— WHAT IS NEEDED —
Please show each line of the listing where "level" is present.

[DATA TO EXAMINE]

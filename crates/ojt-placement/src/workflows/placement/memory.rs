//! Thread-safe in-memory adapters for the store and directory ports.

use std::collections::HashMap;
use std::sync::atomic::{AtomicU64, Ordering};
use std::sync::{Mutex, MutexGuard};

use async_trait::async_trait;

use super::domain::{
    AcademyId, ApplicantRecord, ApplicantRef, CompanyId, DocumentId, JobId, JobPosting,
    OrganizationProfile, SignatureRecord, StudentId, StudentProfile,
};
use super::materializer::{MoaContent, MoaDocument, MoaKey};
use super::store::{
    Collection, Directory, LookupError, MoaInsert, PlacementStore, RepositoryError,
    SignatureWrite,
};

fn lock<T>(mutex: &Mutex<T>) -> Result<MutexGuard<'_, T>, RepositoryError> {
    mutex
        .lock()
        .map_err(|_| RepositoryError::Unavailable("in-memory store lock poisoned".to_string()))
}

#[derive(Default)]
pub struct InMemoryPlacementStore {
    applicants: Mutex<HashMap<ApplicantRef, ApplicantRecord>>,
    jobs: Mutex<HashMap<JobId, JobPosting>>,
    moas: Mutex<HashMap<MoaKey, MoaDocument>>,
    document_sequence: AtomicU64,
}

impl InMemoryPlacementStore {
    pub fn new() -> Self {
        Self::default()
    }

    pub fn insert_job(&self, job: JobPosting) -> Result<(), RepositoryError> {
        lock(&self.jobs)?.insert(job.job_id.clone(), job);
        Ok(())
    }

    /// Every stored MOA document, for inspection.
    pub fn documents(&self) -> Result<Vec<MoaDocument>, RepositoryError> {
        Ok(lock(&self.moas)?.values().cloned().collect())
    }

    fn next_document_id(&self) -> DocumentId {
        let id = self.document_sequence.fetch_add(1, Ordering::Relaxed) + 1;
        DocumentId(format!("moa-{id:06}"))
    }
}

#[async_trait]
impl PlacementStore for InMemoryPlacementStore {
    async fn insert_applicant(
        &self,
        record: ApplicantRecord,
    ) -> Result<ApplicantRecord, RepositoryError> {
        let mut guard = lock(&self.applicants)?;
        if guard.contains_key(&record.applicant) {
            return Err(RepositoryError::Conflict);
        }
        guard.insert(record.applicant.clone(), record.clone());
        Ok(record)
    }

    async fn fetch_applicant(
        &self,
        applicant: &ApplicantRef,
    ) -> Result<Option<ApplicantRecord>, RepositoryError> {
        Ok(lock(&self.applicants)?.get(applicant).cloned())
    }

    async fn update_applicant(
        &self,
        mut record: ApplicantRecord,
        expected_version: u64,
    ) -> Result<ApplicantRecord, RepositoryError> {
        let mut guard = lock(&self.applicants)?;
        let stored = guard
            .get_mut(&record.applicant)
            .ok_or(RepositoryError::NotFound)?;
        if stored.version != expected_version {
            return Err(RepositoryError::Conflict);
        }

        // Signatures are owned by `put_signature`; a status write never touches them.
        record.signatures = stored.signatures.clone();
        record.version = expected_version + 1;
        *stored = record.clone();
        Ok(record)
    }

    async fn put_signature(
        &self,
        applicant: &ApplicantRef,
        signature: SignatureRecord,
    ) -> Result<SignatureWrite, RepositoryError> {
        let mut guard = lock(&self.applicants)?;
        let stored = guard.get_mut(applicant).ok_or(RepositoryError::NotFound)?;
        let slot = stored.signatures.slot_mut(signature.signed_by);
        if slot.is_some() {
            return Ok(SignatureWrite::AlreadyPresent(stored.clone()));
        }

        *slot = Some(signature);
        stored.version += 1;
        Ok(SignatureWrite::Stored(stored.clone()))
    }

    async fn list_applicants(
        &self,
        job_id: &JobId,
    ) -> Result<Vec<ApplicantRecord>, RepositoryError> {
        let guard = lock(&self.applicants)?;
        let mut records: Vec<ApplicantRecord> = guard
            .values()
            .filter(|record| &record.applicant.job_id == job_id)
            .cloned()
            .collect();
        records.sort_by(|a, b| {
            a.applied_at
                .cmp(&b.applied_at)
                .then_with(|| a.applicant.student_id.cmp(&b.applicant.student_id))
        });
        Ok(records)
    }

    async fn fetch_job(&self, job_id: &JobId) -> Result<Option<JobPosting>, RepositoryError> {
        Ok(lock(&self.jobs)?.get(job_id).cloned())
    }

    async fn find_moa(&self, key: &MoaKey) -> Result<Option<MoaDocument>, RepositoryError> {
        Ok(lock(&self.moas)?.get(key).cloned())
    }

    async fn insert_moa_if_absent(
        &self,
        content: MoaContent,
    ) -> Result<MoaInsert, RepositoryError> {
        let mut guard = lock(&self.moas)?;
        if let Some(existing) = guard.get(&content.key) {
            return Ok(MoaInsert::Existing(existing.clone()));
        }

        let document = MoaDocument {
            document_id: self.next_document_id(),
            content,
        };
        guard.insert(document.content.key.clone(), document.clone());
        Ok(MoaInsert::Created(document))
    }
}

#[derive(Default)]
pub struct InMemoryDirectory {
    students: Mutex<HashMap<StudentId, StudentProfile>>,
    companies: Mutex<HashMap<String, OrganizationProfile>>,
    academies: Mutex<HashMap<String, OrganizationProfile>>,
}

impl InMemoryDirectory {
    pub fn new() -> Self {
        Self::default()
    }

    pub fn insert_student(&self, student: StudentProfile) -> Result<(), RepositoryError> {
        lock(&self.students)?.insert(student.student_id.clone(), student);
        Ok(())
    }

    pub fn insert_company(&self, company: OrganizationProfile) -> Result<(), RepositoryError> {
        lock(&self.companies)?.insert(company.id.clone(), company);
        Ok(())
    }

    pub fn insert_academy(&self, academy: OrganizationProfile) -> Result<(), RepositoryError> {
        lock(&self.academies)?.insert(academy.id.clone(), academy);
        Ok(())
    }
}

fn lookup<K, V>(
    mutex: &Mutex<HashMap<K, V>>,
    key: &K,
    collection: Collection,
) -> Result<Option<V>, LookupError>
where
    K: std::hash::Hash + Eq,
    V: Clone,
{
    let guard = mutex.lock().map_err(|_| LookupError::Unavailable {
        collection,
        reason: "in-memory directory lock poisoned".to_string(),
    })?;
    Ok(guard.get(key).cloned())
}

#[async_trait]
impl Directory for InMemoryDirectory {
    async fn student(&self, id: &StudentId) -> Result<Option<StudentProfile>, LookupError> {
        lookup(&self.students, id, Collection::AppUser)
    }

    async fn company(&self, id: &CompanyId) -> Result<Option<OrganizationProfile>, LookupError> {
        lookup(&self.companies, &id.0, Collection::Company)
    }

    async fn academy(&self, id: &AcademyId) -> Result<Option<OrganizationProfile>, LookupError> {
        lookup(&self.academies, &id.0, Collection::Institute)
    }
}
use super::*;

#[test]
fn display_prefixes_are_stable() {
    assert!(SonogridError::input("x").to_string().contains("input error:"));
    assert!(
        SonogridError::grid_size("x")
            .to_string()
            .contains("grid size error:")
    );
    assert!(
        SonogridError::cache_write("x")
            .to_string()
            .contains("path cache write error:")
    );
    assert!(
        SonogridError::synthesis("x")
            .to_string()
            .contains("synthesis error:")
    );
    assert!(
        SonogridError::validation("x")
            .to_string()
            .contains("validation error:")
    );
}

#[test]
fn other_preserves_source() {
    let base = std::io::Error::other("boom");
    let err = SonogridError::Other(anyhow::Error::new(base));
    assert!(err.to_string().contains("boom"));
}
pub mod cache;
pub mod hilbert;
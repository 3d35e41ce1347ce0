/// Convenience result type used across Sonogrid.
pub type SonogridResult<T> = Result<T, SonogridError>;

/// Top-level error taxonomy used by pipeline APIs.
#[derive(thiserror::Error, Debug)]
pub enum SonogridError {
    /// Input that cannot be read, decoded, or sampled into frames.
    #[error("input error: {0}")]
    Input(String),

    /// Grid size the curve construction does not support.
    #[error("grid size error: {0}")]
    GridSize(String),

    /// A freshly computed traversal could not be persisted.
    #[error("path cache write error: {0}")]
    CacheWrite(String),

    /// The output audio artifact could not be produced.
    #[error("synthesis error: {0}")]
    Synthesis(String),

    /// Contract violation in caller-provided data.
    #[error("validation error: {0}")]
    Validation(String),

    /// Wrapped lower-level error from dependencies or IO.
    #[error(transparent)]
    Other(#[from] anyhow::Error),
}

impl SonogridError {
    /// Build a [`SonogridError::Input`] value.
    pub fn input(msg: impl Into<String>) -> Self {
        Self::Input(msg.into())
    }

    /// Build a [`SonogridError::GridSize`] value.
    pub fn grid_size(msg: impl Into<String>) -> Self {
        Self::GridSize(msg.into())
    }

    /// Build a [`SonogridError::CacheWrite`] value.
    pub fn cache_write(msg: impl Into<String>) -> Self {
        Self::CacheWrite(msg.into())
    }

    /// Build a [`SonogridError::Synthesis`] value.
    pub fn synthesis(msg: impl Into<String>) -> Self {
        Self::Synthesis(msg.into())
    }

    /// Build a [`SonogridError::Validation`] value.
    pub fn validation(msg: impl Into<String>) -> Self {
        Self::Validation(msg.into())
    }
}

#[cfg(test)]
#[path = "../../tests/unit/foundation/error.rs"]
mod tests;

[/DATA TO EXAMINE]

— COMPLETED EXERCISE —
/// Top-level error taxonomy used by pipeline APIs.
    /// Wrapped lower-level error from dependencies or IO.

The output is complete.